Biography
Assistant Professor of History
PhD, University of Texas at Austin, 2016
Field Specialties
Technology, digital humanities, aviation, cartography and navigation, augmented reality, frontier exploration, 20th century colonialism
Research
I am a historian of technology whose research focuses on the relationship between technology and culture, as well as an avid developer in methods and tools for the digital humanities. My ongoing research project is a history of the internet and transnational digital communities spanning the United States and Brazil. The research for this project mines the archives of internet, from early Usenet and message boards in the 80s and 90s, to personal webpages and hacker communities at the turn of the millennium, to the evolution of social media since then.
I recently completed a book manuscript titled “Flight of the Toucans: Aviation and the Conquest of the Amazon,” which explores the role of science and technology, especially aviation, in the colonization of Brazil’s vast frontiers. It shows how popular culture, positivistic elites, and a technocratic state came together in an almost religious belief that aviation was a solution to many of Brazil’s problems, and that the technology’s ability to conquer large distances would integrate the country’s distant territories. These ideological notions about aviation shaped the very development of the technology in Brazil. The application of these technocratic solutions, the book argues, created a unique frontier, with distant locations connected primarily by air, and where flying was commonplace for indigenous peoples.
I have also written about what I call “guerilla technologies,” technical know-how and practices created by technicians and inventors at the margins of society and developed outside of, and often in conflict with, formal technologies and authorities. My forthcoming article “Fire in the Skies: Guerrilla Technologies, the Environment and Airspace in Brazil” (in Technology and Culture) explores this concept by following the history and contemporary practices of baloeiros, artisans mostly in Rio de Janeiro and São Paulo who practice the illegal art of launching hot air balloons. I have also written and directed a documentary film about the cultural phenomenon of criminalized hot air ballooning in Brazil.

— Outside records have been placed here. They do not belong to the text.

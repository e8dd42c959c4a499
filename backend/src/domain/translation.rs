//! Two-tier word translation: the static lexicon first, then the remote
//! provider, then the word itself.

use std::sync::Arc;

use serde::{Deserialize, Serialize};
use tracing::{debug, warn};

use super::ports::{RemoteTranslationError, RemoteTranslationSource};
use super::{Direction, Lexicon, Word};

/// Which tier produced a translation.
#[derive(Debug, Clone, Copy, PartialEq, Eq, Serialize, Deserialize)]
#[serde(rename_all = "snake_case")]
pub enum TranslationSource {
    Lexicon,
    Remote,
    /// Both tiers missed; the translation is the input word.
    Identity,
}

/// Outcome of resolving one word.
///
/// `word` is the caller's input with surrounding whitespace removed; casing is
/// kept. `translation` is never empty: on total failure it equals `word`.
#[derive(Debug, Clone, PartialEq, Eq, Serialize, Deserialize)]
pub struct TranslationResult {
    pub word: String,
    pub translation: String,
    pub direction: Direction,
    pub source: TranslationSource,
}

/// Collapse a remote lookup into a translation, substituting the word itself
/// when the provider failed.
///
/// # Examples
/// ```
/// use flashcards::domain::ports::RemoteTranslationError;
/// use flashcards::domain::{TranslationSource, identity_fallback};
///
/// let ok = identity_fallback("zxzx", Ok("xzxz".to_owned()));
/// assert_eq!(ok, ("xzxz".to_owned(), TranslationSource::Remote));
///
/// let failed = identity_fallback("zxzx", Err(RemoteTranslationError::empty_translation()));
/// assert_eq!(failed, ("zxzx".to_owned(), TranslationSource::Identity));
/// ```
pub fn identity_fallback(
    word: &str,
    remote: Result<String, RemoteTranslationError>,
) -> (String, TranslationSource) {
    match remote {
        Ok(text) => (text, TranslationSource::Remote),
        Err(_) => (word.to_owned(), TranslationSource::Identity),
    }
}

/// Resolves words against the lexicon and falls back to a remote source.
///
/// Holds no mutable state, so one resolver is shared by every request.
pub struct TranslationResolver<S: ?Sized> {
    lexicon: &'static Lexicon,
    remote: Arc<S>,
}

impl<S: ?Sized> Clone for TranslationResolver<S> {
    fn clone(&self) -> Self {
        Self {
            lexicon: self.lexicon,
            remote: Arc::clone(&self.remote),
        }
    }
}

impl<S> TranslationResolver<S>
where
    S: RemoteTranslationSource + ?Sized,
{
    /// Resolver over the process-wide lexicon.
    pub fn new(remote: Arc<S>) -> Self {
        Self::with_lexicon(Lexicon::global(), remote)
    }

    pub fn with_lexicon(lexicon: &'static Lexicon, remote: Arc<S>) -> Self {
        Self { lexicon, remote }
    }

    /// Translate `word`. Never fails.
    ///
    /// Lexicon hits never touch the network. On a miss the lowercased word is
    /// sent to the remote source; if that fails the word is returned as is and
    /// the failure is logged.
    pub async fn resolve(&self, word: &Word, direction: Direction) -> TranslationResult {
        let normalised = word.normalised();
        if let Some(hit) = self.lexicon.lookup(&normalised, direction) {
            debug!(word = %word, %direction, "lexicon hit");
            return TranslationResult {
                word: word.to_string(),
                translation: hit.to_owned(),
                direction,
                source: TranslationSource::Lexicon,
            };
        }

        let pair = direction.language_pair();
        let remote = self.remote.fetch_translation(&normalised, pair).await;
        if let Err(error) = &remote {
            warn!(%error, word = %word, language_pair = pair, "remote translation failed; using the word itself");
        }
        let (translation, source) = identity_fallback(word.as_ref(), remote);
        TranslationResult {
            word: word.to_string(),
            translation,
            direction,
            source,
        }
    }
}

My work also focuses on the digital humanities and its applications in research, teaching, and public history. I have developed an app called CuratAR that makes augmented reality accessible to a much wider public without any technical training. The app allows users to select target images, such as photographs or paintings in museum, or signage in historical sites, and add new information such as scholarly text, videos, photos and maps to be displayed over the real world in augmented reality. I am also currently working on a project to build an affordable device (under $50) for digitizing historical materials on the field. It is tentatively called the “Pocket Archivist” and it will be used to crowdsource the preservation of historical materials in community or personal archives, or to affordably digitize historical collections that might be at risk of destruction.
As a strong believer in the importance of public scholarship, I was a co-founder and managing editor of The Appendix: A Journal of Narrative & Experimental History, which created a new forum to bridge the gap between academic and popular publishing for the humanities – bringing academics from different fields together with artists and journalists to produce high quality history writing for broad audiences. The Appendix reached over a million readers, and its articles have been featured by major publications such as The New Yorker, National Geographic, Smithsonian Magazine, The Atlantic and The Paris Review.
Fellowships and Awards
- Duren Professorship 2020-2021
- SSRC-IDRF (Social Science Research Council - International Dissertation Research Fellowship)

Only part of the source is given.